Weaving has set the rhythm of Rachel Scott’s daily life since the mid-1970s when she noticed that her stair carpet was becoming increasingly threadbare. Using some balls of raw Welsh wool, a makeshift spinning wheel, and an old bedstead as a loom, Scott began her first weaving project. “Making things by hand for me is the only way and has been since I was a child,” said Scott, who is now in her 80s. “What else would I do with my time?”
A selection of Scott’s handmade works—including rugs, early paintings, and clay sculptures—are on display until February 11 at Make, Hauser & Wirth’s contemporary craft space in Bruton, Somerset, in the U.K. The items, many of which are available to purchase, have been chosen by the gallery’s curator and director, Jacqueline Moore, who hand-selected objects from the London home Scott shares with her husband, the renowned abstract artist Frank Bowling.
Scott first met Bowling at the Royal College of Art, where she studied painting between 1959-64. Upon graduating, she was elected a member of the London Group, an artist-led collective established in 1913. In the 1970s, as the mother of two young children, her attention turned to pottery and patchwork. She began making pinch bowls, plates, and small ceramic figures in clay.
In 1979, Scott stopped painting completely and instead dedicated her time to making “useful” objects for the home: patchwork clothes and furniture covers made from unwoven lambswool sweaters and hard-wearing braided rugs made from “old sheets, nappies, and goodness-knows-what”—and geometric rugs made from undyed wool taken from native British sheep.
Scott’s rugs are directly inspired by an exhibition on Native American woven blankets she saw at the Institute of Contemporary Arts in London in the 1970s. The design is also dictated by her chosen raw material. “For me, it all has to be diagonals,” she said in a video for Design Milk that appears on her website. “I wouldn’t ever attempt to do a curve, because the yarn isn’t fine enough for a curve.”
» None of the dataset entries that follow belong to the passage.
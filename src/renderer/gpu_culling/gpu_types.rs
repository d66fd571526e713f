/// GPU-visible data layouts
///
/// Every struct here is shared byte-for-byte between the WGSL kernels in
/// `shaders/` and the CPU reference kernels.
use bytemuck::{Pod, Zeroable};

/// Per-frame cull state, one slot per buffered frame
#[repr(C)]
#[derive(Copy, Clone, Debug, Pod, Zeroable)]
pub struct GpuCullData {
    pub view: [[f32; 4]; 4],
    pub view_proj: [[f32; 4]; 4],
    /// left, right, bottom, top, near, far
    pub frustum_planes: [[f32; 4]; 6],
    pub camera_position: [f32; 4],
    /// P00, P11, znear, zfar
    pub projection: [f32; 4],
    pub pyramid_size: [f32; 2],
    pub pyramid_mips: u32,
    /// `constants::flags::CULL_*`
    pub flags: u32,
    pub object_count: u32,
    pub max_command_count: u32,
    pub commands_per_batch: u32,
    pub sub_batch_count: u32,
    /// Word offsets into the shared visibility buffer
    pub meshlet_visibility_base: u32,
    pub triangle_visibility_base: u32,
    pub triangle_groups_per_meshlet: u32,
    pub meshlet_max_triangles: u32,
    /// Words per ring slot in the batch draw buffer
    pub batch_draw_stride: u32,
    /// Words per ring slot in the batch index buffer
    pub batch_index_stride: u32,
    /// Words per pass region in a dispatch argument buffer
    pub dispatch_region_words: u32,
    pub max_meshlets: u32,
}

/// Uniform slots are bound at 256-byte aligned offsets
pub const CULL_DATA_STRIDE: u64 = 512;

#[repr(C)]
#[derive(Copy, Clone, Debug, Default, Pod, Zeroable)]
pub struct GpuObject {
    pub model: [[f32; 4]; 4],
    pub mesh: u32,
    pub material: u32,
    /// First slot of this object's meshlets in the per-instance visibility arrays
    pub meshlet_instance_offset: u32,
    /// Largest axis scale of `model`
    pub scale: f32,
}

#[repr(C)]
#[derive(Copy, Clone, Debug, Default, Pod, Zeroable)]
pub struct GpuMesh {
    /// Local-space center and radius
    pub bounding_sphere: [f32; 4],
    pub meshlet_offset: u32,
    pub meshlet_count: u32,
    pub _padding: [u32; 2],
}

#[repr(C)]
#[derive(Copy, Clone, Debug, Default, Pod, Zeroable)]
pub struct GpuMeshlet {
    pub bounding_sphere: [f32; 4],
    /// Axis in xyz, cutoff in w
    pub cone_axis_cutoff: [f32; 4],
    /// Word offset into the meshlet data buffer: vertex indices, then packed triangles
    pub data_offset: u32,
    pub vertex_count: u32,
    pub triangle_count: u32,
    pub _padding: u32,
}

/// Output of meshlet cull, input of triangle cull
#[repr(C)]
#[derive(Copy, Clone, Debug, Default, PartialEq, Eq, Hash, Pod, Zeroable)]
pub struct MeshletDrawCommand {
    pub index_count: u32,
    pub instance_count: u32,
    pub first_index: u32,
    pub base_vertex: i32,
    /// Object index
    pub first_instance: u32,
    /// Global meshlet index
    pub meshlet_index: u32,
    /// Meshlet instance slot (object offset + local meshlet)
    pub instance_index: u32,
    /// `constants::flags::COMMAND_RETEST`
    pub flags: u32,
}

/// Indexed indirect draw as the rasterizer consumes it
#[repr(C)]
#[derive(Copy, Clone, Debug, Default, PartialEq, Eq, Hash, Pod, Zeroable)]
pub struct DrawIndexedIndirect {
    pub index_count: u32,
    pub instance_count: u32,
    /// Absolute offset into the batch index buffer
    pub first_index: u32,
    pub base_vertex: i32,
    /// Object index
    pub first_instance: u32,
}

#[repr(C)]
#[derive(Copy, Clone, Debug, Default, PartialEq, Eq, Pod, Zeroable)]
pub struct DispatchIndirectArgs {
    pub x: u32,
    pub y: u32,
    pub z: u32,
}

impl DispatchIndirectArgs {
    pub fn linear(x: u32) -> Self {
        Self { x, y: 1, z: 1 }
    }
}

/// Leading words of a dispatch argument region
#[repr(C)]
#[derive(Copy, Clone, Debug, Default, PartialEq, Eq, Pod, Zeroable)]
pub struct DispatchHeader {
    /// Visible meshlets clamped to the command capacity
    pub command_count: u32,
    /// Batches with at least one command
    pub batch_count: u32,
    pub _padding: [u32; 2],
}

/// Leading words of a batch ring slot
#[repr(C)]
#[derive(Copy, Clone, Debug, Default, PartialEq, Eq, Pod, Zeroable)]
pub struct BatchCounters {
    pub draw_count: u32,
    pub index_cursor: u32,
    pub _padding: [u32; 2],
}

pub const WORDS_PER_DISPATCH_HEADER: u32 = 4;
pub const WORDS_PER_DISPATCH_ARGS: u32 = 3;
/// Clear, cull and compact arguments of one sub-batch
pub const DISPATCH_ARGS_PER_BATCH: u32 = 3;
pub const WORDS_PER_BATCH_COUNTERS: u32 = 4;
pub const WORDS_PER_DRAW: u32 = 5;
pub const WORDS_PER_MESHLET_COMMAND: u32 = 8;
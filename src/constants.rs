// Meshlet Cull Constants - SINGLE SOURCE OF TRUTH
//
// Static capacity bounds of the culling pipeline. Every buffer the pipeline
// allocates is sized from these at initialization. Kernels receive the same
// values through the per-frame cull data, so CPU and GPU agree.
//
// Changing any value here means re-sizing every dependent buffer; there is
// no growth path after initialization.

/// Culling capacity bounds
pub mod culling {
    /// Maximum number of render objects the mesh cull stage can address
    pub const MAX_OBJECTS: u32 = 16_384;

    /// Maximum number of meshlet instances (object x meshlet) in a scene
    pub const MAX_MESHLETS: u32 = 262_144;

    /// Hardware budget for a single multi-draw-indirect call
    pub const MAX_DRAW_INDIRECT_CALLS: u32 = 16_384;

    /// Commands one CullDrawBatch can hold. One batch is one indirect draw call.
    pub const MAX_COMMANDS_PER_BATCH: u32 = MAX_DRAW_INDIRECT_CALLS;

    /// Capacity of the compacted meshlet command buffer: the indirect-call
    /// budget plus one batch of slack
    pub const MAX_COMMAND_COUNT: u32 = MAX_DRAW_INDIRECT_CALLS + MAX_COMMANDS_PER_BATCH;

    /// Number of sub-batches needed to cover MAX_COMMAND_COUNT
    pub const SUB_BATCH_COUNT: u32 = MAX_COMMAND_COUNT.div_ceil(MAX_COMMANDS_PER_BATCH);

    /// Frames in flight
    pub const BUFFERED_FRAMES: u32 = 2;

    /// Batch scratch slots in the ring
    pub const CULL_DRAW_BATCH_OVERLAP: u32 = 2;
}

/// Meshlet geometry budget
pub mod meshlet {
    /// Maximum triangles per meshlet
    pub const MAX_TRIANGLES: u32 = 124;

    /// Maximum unique vertices per meshlet
    pub const MAX_VERTICES: u32 = 64;

    /// Triangles tested together by one subgroup-sized sweep; also the width
    /// of one triangle visibility word
    pub const TRIANGLE_GROUP_SIZE: u32 = 32;

    /// Upper bound on triangle groups the triangle kernel tracks per meshlet
    pub const MAX_TRIANGLE_GROUPS: u32 = 8;
}

/// Compute workgroup sizes. Must match the WGSL kernels.
pub mod workgroup {
    /// Mesh cull, batch clear, batch compact, dispatch preparation
    pub const LINEAR: u32 = 64;

    /// Meshlet cull threads per object
    pub const MESHLET: u32 = 64;

    /// Triangle cull threads per command
    pub const TRIANGLE: u32 = super::meshlet::TRIANGLE_GROUP_SIZE;

    /// Depth reduction tile edge
    pub const REDUCE_TILE: u32 = 8;
}

/// Visibility flag bits
pub mod flags {
    /// Mesh visible this frame
    pub const MESH_VISIBLE: u32 = 1;

    /// Mesh recovered by the reocclusion pass
    pub const MESH_RECOVERED: u32 = 2;

    /// Meshlet command re-tests only triangles not drawn yet
    pub const COMMAND_RETEST: u32 = 1;

    /// Cull data toggles
    pub const CULL_FRUSTUM: u32 = 1;
    pub const CULL_OCCLUSION: u32 = 2;
    pub const CULL_CONE: u32 = 4;
    pub const CULL_TRIANGLES: u32 = 8;
}

/// Camera defaults
pub mod camera {
    pub const ZNEAR: f32 = 0.1;
    pub const FOVY_RADIANS: f32 = std::f32::consts::FRAC_PI_3;
}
Scott spends her mornings at the loom in the top floor studio of her Pimlico flat. Her evenings are spent carding and spinning wool for the following day’s weaving. She sets a steady pace, creating between 20 and 30 rugs a year. “What I’m making now is very similar to what I was making 35 years ago, really,” remarked Scott. “I don’t want to have to think of new things to do every day: other people can do that. As long as what I’m making is useful to somebody, I think that’s fine.”